Author and scholar Thomas Schatz wrote in his book “Hollywood Genres” that as we watch more and more similar movies, “we develop expectations which, as they are continually reinforced, tend to harden into ‘rules.'” A few pages later he adds, “A genre, then, represents a range of expression for filmmakers and a range of experience for viewers.” And as I watched “Stephanie Daley,” I could feel those rules hardening around me.

If there is such a thing as a “Sundance movie,” then, and “Stephanie Daley” is such a picture, these would be the elements that apply. The basic plot is intensely melodramatic, but it is not played for melodrama: it is played for character study. The screenplay is very serious and almost totally free of any humor. The cinematography, by David Rush Morrison, is absolutely gorgeous, but it is also absolutely minimal, with a limited number of colors in the palette and a heavy emphasis on natural, realistic lighting. One could argue that the range of expression, both emotionally and visually, is somewhat narrow.

“Stephanie Daley”‘s raw narrative materials could quite easily make a very traditional Hollywood film. Its title character (Amber Tamblyn) is first seen leaving bloody footprints as she stumbles through the snow; we soon learn her condition stems from the fact that she’s just delivered a baby in a public bathroom stall. Months later, a pregnant forensic psychiatrist named Lydie Crane (Tilda Swinton) is assigned Stephanie’s case and tasked to uncover whether she murdered her newborn, as prosecutors claim, or whether the baby was, as the accused claims, stillborn. As a construction, it’s just about perfect and it’s easy to conceive of where a major studio would have taken the material, possibly as some kind of psychological thriller that would have turned Lydie into an investigator uncovering her subject’s dark secrets (think “Fargo” with more hot button-y birth rights issues).

Brougher takes an entirely different tack. Her “Stephanie Daley” is a mystery story that’s not really about its mystery — it’s rather a presentation of an air of suburban malaise and a certain kind of moral relativism (traits that also struck me as particularly “Sundance movie”-like). I will not say what Lydie learns about Stephanie or herself, but I will observe that whatever that might be is less important than what both characters ultimately come to see about themselves. Their own truths are more important than ours.

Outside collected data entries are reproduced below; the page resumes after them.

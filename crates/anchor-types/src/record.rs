use std::fmt;

use serde::{Deserialize, Serialize};

use crate::error::TypeError;

/// Longest identifier accepted from outside the store.
pub const MAX_IDENTIFIER_LEN: usize = 128;

/// Store-assigned opaque identifier of a record.
///
/// The anchoring protocol never interprets identifiers; it only requires
/// that they survive a round trip through the queue and the ledger as
/// strings, which rules out empty values and control characters.
#[derive(Clone, PartialEq, Eq, Hash, PartialOrd, Ord, Serialize, Deserialize)]
#[serde(transparent)]
pub struct RecordId(String);

impl RecordId {
    /// Validate and wrap an identifier received from outside.
    pub fn parse(s: impl Into<String>) -> Result<Self, TypeError> {
        let s = s.into();
        if s.is_empty() {
            return Err(TypeError::InvalidIdentifier("empty identifier".into()));
        }
        if s.len() > MAX_IDENTIFIER_LEN {
            return Err(TypeError::InvalidIdentifier(format!(
                "identifier longer than {MAX_IDENTIFIER_LEN} bytes"
            )));
        }
        if s.chars().any(char::is_control) {
            return Err(TypeError::InvalidIdentifier(
                "identifier contains control characters".into(),
            ));
        }
        Ok(Self(s))
    }

    /// Generate a fresh identifier (UUID v7, simple hex form).
    ///
    /// v7 identifiers sort by creation time, which keeps store listings
    /// in insertion order.
    pub fn generate() -> Self {
        Self(uuid::Uuid::now_v7().simple().to_string())
    }

    pub fn as_str(&self) -> &str {
        &self.0
    }
}

impl fmt::Debug for RecordId {
    fn fmt(&self, f: &mut fmt::Formatter<'_>) -> fmt::Result {
        write!(f, "RecordId({})", self.0)
    }
}

impl fmt::Display for RecordId {
    fn fmt(&self, f: &mut fmt::Formatter<'_>) -> fmt::Result {
        f.write_str(&self.0)
    }
}

impl AsRef<str> for RecordId {
    fn as_ref(&self) -> &str {
        &self.0
    }
}

/// The content fields of a record: exactly the fields covered by its
/// fingerprint.
#[derive(Clone, Debug, PartialEq, Eq, Serialize, Deserialize)]
pub struct RecordFields {
    #[serde(rename = "numero_do_lote")]
    pub lot_number: String,
    pub status: String,
    /// ISO-8601 update timestamp, kept as the exact string that was stored.
    #[serde(rename = "dt_update")]
    pub updated_at: String,
}

impl RecordFields {
    pub fn new(
        lot_number: impl Into<String>,
        status: impl Into<String>,
        updated_at: impl Into<String>,
    ) -> Self {
        Self {
            lot_number: lot_number.into(),
            status: status.into(),
            updated_at: updated_at.into(),
        }
    }

    /// Reject content that cannot be embedded in the fingerprint's
    /// canonical string. Reports the first offending field by its wire name.
    pub fn validate(&self) -> Result<(), TypeError> {
        let fields = [
            ("numero_do_lote", &self.lot_number),
            ("status", &self.status),
            ("dt_update", &self.updated_at),
        ];
        for (name, value) in fields {
            if value.chars().any(char::is_control) {
                return Err(TypeError::ControlCharacter(name));
            }
        }
        Ok(())
    }
}

/// A mutable status record held by the document store.
#[derive(Clone, Debug, PartialEq, Eq, Serialize, Deserialize)]
pub struct Record {
    #[serde(rename = "_id")]
    pub id: RecordId,
    #[serde(flatten)]
    pub fields: RecordFields,
}

impl Record {
    pub fn new(id: RecordId, fields: RecordFields) -> Self {
        Self { id, fields }
    }
}
use serde::{Deserialize, Serialize};

use crate::error::TypeError;
use crate::record::{Record, RecordFields, RecordId};

/// Queue message asking the anchor worker to register one record version.
///
/// Wire format (JSON):
///
/// ```json
/// {"_id": "abc123", "numero_do_lote": "L100", "status": "received", "dt_update": "2024-01-01T00:00:00"}
/// ```
///
/// Extra fields are ignored so that publishers may forward whole store
/// documents.
#[derive(Clone, Debug, PartialEq, Eq, Serialize)]
pub struct AnchorRequest {
    #[serde(rename = "_id")]
    pub identifier: RecordId,
    #[serde(flatten)]
    pub fields: RecordFields,
}

/// Why a queue payload could not be turned into an [`AnchorRequest`].
#[derive(Debug, Clone, PartialEq, Eq, thiserror::Error)]
pub enum RequestError {
    #[error("malformed request: payload is not a JSON object with string fields: {0}")]
    InvalidJson(String),

    #[error("malformed request: missing required field `{0}`")]
    MissingField(&'static str),

    #[error("malformed request: field `{0}` contains control characters")]
    ControlCharacter(&'static str),

    #[error("malformed request: invalid identifier: {0}")]
    InvalidIdentifier(String),
}

#[derive(Deserialize)]
struct RawRequest {
    #[serde(rename = "_id")]
    id: Option<String>,
    numero_do_lote: Option<String>,
    status: Option<String>,
    dt_update: Option<String>,
}

impl AnchorRequest {
    pub fn from_record(record: &Record) -> Self {
        Self {
            identifier: record.id.clone(),
            fields: record.fields.clone(),
        }
    }

    /// Encode as the JSON queue payload.
    pub fn to_payload(&self) -> Vec<u8> {
        // Serializing strings into a JSON object cannot fail.
        serde_json::to_vec(self).unwrap_or_default()
    }

    /// Decode and validate a queue payload.
    ///
    /// Every field is required. Content fields must be free of control
    /// characters, since they are embedded verbatim in the fingerprint's
    /// canonical string and in ledger calls.
    pub fn parse(payload: &[u8]) -> Result<Self, RequestError> {
        let raw: RawRequest = serde_json::from_slice(payload)
            .map_err(|e| RequestError::InvalidJson(e.to_string()))?;

        let id = raw.id.ok_or(RequestError::MissingField("_id"))?;
        let lot_number = require("numero_do_lote", raw.numero_do_lote)?;
        let status = require("status", raw.status)?;
        let updated_at = require("dt_update", raw.dt_update)?;

        let identifier =
            RecordId::parse(id).map_err(|e| RequestError::InvalidIdentifier(e.to_string()))?;

        let fields = RecordFields {
            lot_number,
            status,
            updated_at,
        };
        fields.validate().map_err(|e| match e {
            TypeError::ControlCharacter(field) => RequestError::ControlCharacter(field),
            other => RequestError::InvalidJson(other.to_string()),
        })?;

        Ok(Self { identifier, fields })
    }
}

fn require(field: &'static str, value: Option<String>) -> Result<String, RequestError> {
    value.ok_or(RequestError::MissingField(field))
}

The range of experience for the viewer depends largely on that viewer’s own knowledge and expectations of Schatz’s rules. I certainly can’t fault the filmmaking craft involved. “Stephanie Daley” is powerfully acted — Tamblyn was justly nominated for a Spirit Award for her performance — and shot with a sort of cool, gloomy beauty. Me? I enjoy a good soapy melodrama now and then, and would have preferred a slightly more passionate take on the material. Ironically, such a movie would probably feel fresher now than Brougher’s, which was born of a place designed as an alternative to the mainstream that has now become a sort of mainstream all its own (if we called it “alternative” filmmaking instead of “independent,” a comparison to rock music in the 1990s would be particularly apt).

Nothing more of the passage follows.